Il vescovo sprona i sindaci contro la povertà e l’usura

La Caritas diocesana ha illustrato ai primi cittadini i dati sulle persone in difficoltà Anche dalle parrocchie aiuti alle famiglie per il pagamento di bollette e medicine
SULMONA. «La buona politica è al servizio della pace». È il messaggio di Papa Francesco che il vescovo Michele Fusco ha consegnato ieri mattina ai sindaci del territorio per la Giornata mondiale della Pace che si celebra come ogni anno il 1 gennaio. Un messaggio racchiuso in un libricino, in cui si sottolinea che le «nostre società necessitano di artigiani della pace», spiegando vizi e virtù dei politici, dalle azioni del «buon politico a servizio dei diritti umani e della pace ai vizi che indeboliscono l’ideale di democrazia», promuovendo la partecipazione dei giovani e la fiducia nell’altro. L’incontro, che si è tenuto nella sede del Vescovado e che ha visto la partecipazione di una quindicina di sindaci del Centro Abruzzo, è stato occasione per esporre quanto fatto in questo 2018 dalla Caritas diocesana.
A illustrare i dati, che fotografano la situazione fino a novembre scorso, è stato il direttore della Caritas Gianni Cruciani: 120 le famiglie assistite, soprattutto residenti tra Sulmona e Pratola, persone sia italiane che straniere, di età compresa tra i 45 e i 50 anni, senza lavoro. Tra gli stranieri sono aumentati soprattutto i venezuelani, tanto che a Pratola Peligna è presente una nutrita comunità. «Non si tratta di poveri», ha spiegato Cruciani, «ma di famiglie in difficoltà che non riescono ad arrivare a fine mese».
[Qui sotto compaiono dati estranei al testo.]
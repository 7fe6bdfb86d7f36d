//! Area-weighted reductions over the node axis
//!
//! These are the building blocks of the sea-ice integrals and of the
//! Hovmöller aggregation. Each row of the input is one horizontal slice
//! (one time step, or one depth level of one time step).

use ndarray::{Array1, ArrayView1, ArrayView2, Zip};

/// Σ transform(value) × weight for every row
///
/// `transform` decides what a node contributes; it must map missing values
/// to zero.
pub fn weighted_sum_rows<F>(values: ArrayView2<f64>, weights: ArrayView1<f64>, transform: F) -> Array1<f64>
where
    F: Fn(f64) -> f64 + Sync,
{
    Zip::from(values.rows()).par_map_collect(|row| {
        row.iter()
            .zip(weights.iter())
            .map(|(&v, &w)| transform(v) * w)
            .sum::<f64>()
    })
}

/// Σ value × w / Σ w for every row, pairing `values` rows with `weights` rows
///
/// A node takes part only where its value is finite and its weight is
/// positive. Rows with no such node give `NaN`.
pub fn weighted_mean_rows(values: ArrayView2<f64>, weights: ArrayView2<f64>) -> Array1<f64> {
    Zip::from(values.rows())
        .and(weights.rows())
        .par_map_collect(|row, area| {
            let (num, den) = row
                .iter()
                .zip(area.iter())
                .filter(|(v, w)| v.is_finite() && **w > 0.0)
                .fold((0.0_f64, 0.0_f64), |(num, den), (&v, &w)| (num + v * w, den + w));
            if den > 0.0 {
                num / den
            } else {
                f64::NAN
            }
        })
}

/// Mean of the finite values, `NaN` when there are none
pub fn nanmean<'a>(values: impl IntoIterator<Item = &'a f64>) -> f64 {
    let (sum, count) = values
        .into_iter()
        .filter(|v| v.is_finite())
        .fold((0.0_f64, 0_usize), |(s, c), &v| (s + v, c + 1));
    if count == 0 {
        f64::NAN
    } else {
        sum / count as f64
    }
}

#[cfg(test)]
mod tests {
    use super::*;
    use ndarray::array;

    #[test]
    fn weighted_sum_applies_transform() {
        let values = array![[0.1, 0.5, f64::NAN], [1.0, 1.0, 1.0]];
        let weights = array![1.0, 2.0, 4.0];
        let extent = weighted_sum_rows(values.view(), weights.view(), |v| {
            if v > 0.15 {
                1.0
            } else {
                0.0
            }
        });
        assert_eq!(extent.to_vec(), vec![2.0, 7.0]);
    }

    #[test]
    fn weighted_mean_excludes_missing_nodes() {
        let values = array![[10.0, 20.0, f64::NAN], [5.0, 5.0, 5.0]];
        let weights = array![[1.0, 3.0, 100.0], [0.0, 0.0, 0.0]];
        let mean = weighted_mean_rows(values.view(), weights.view());
        assert_eq!(mean[0], 17.5);
        assert!(mean[1].is_nan());
    }

    #[test]
    fn nanmean_ignores_nan() {
        assert_eq!(nanmean(&[1.0, f64::NAN, 3.0]), 2.0);
        assert!(nanmean(&[f64::NAN]).is_nan());
    }
}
Le richieste di intervento riguardano soprattutto il pagamento di bollette, medicine biglietti per bus o treno. Cruciani ha snocciolato anche i dati relativi alle famiglie assistite dalle Caritas parrocchiali o interparrocchiali: Capestrano 43, Pettorano 20, Valle Subequana 37, parrocchia San Francesco di Paola a Sulmona 86, Cristo Re 86, San Giovanni da Capestrano 54, Maria Ausiliatrice 70, centro storico 80, Popoli 80. Presto verrà aperta anche una sede Caritas Cansano-Campo di Giove e un’altra nascerà a Pratola. Nella mensa di Sulmona sono stati serviti 4 mila pasti (è cominciato anche il servizio serale), 15 i volontari e 12-13 gli ospiti quotidiani. Nel corso dell’incontro con il vescovo, che ha spronato i sindaci a fare di più per contrastare la povertà, si è parlato anche di altre due iniziative, volte a combattere l’usura e la ludopatia, curate dalla Fondazione Jubilaeum rappresentata da Giacomo Pantano e Pietro Tamasi. Iniziative che mettono a disposizione delle vittime di usura un particolare fondo capace di andare incontro alle esigenze di chi per un motivo o per un altro si ritrova a fare i conti con i debiti e con la povertà. «In un momento storico dove la parola usura compare sempre più spesso nelle pagine di cronaca della nostra comunità», afferma il sindacalista Mauro Nardella, che ha partecipato all’incontro per il Comune di Molina Aterno, «avere a disposizione un servizio in grado di opporsi a una delle insidie più pericolose è cosa che dev’essere accolta con grande favore. Faremo di tutto affinché tale servizio venga pubblicizzato e messo a disposizione dei concittadini».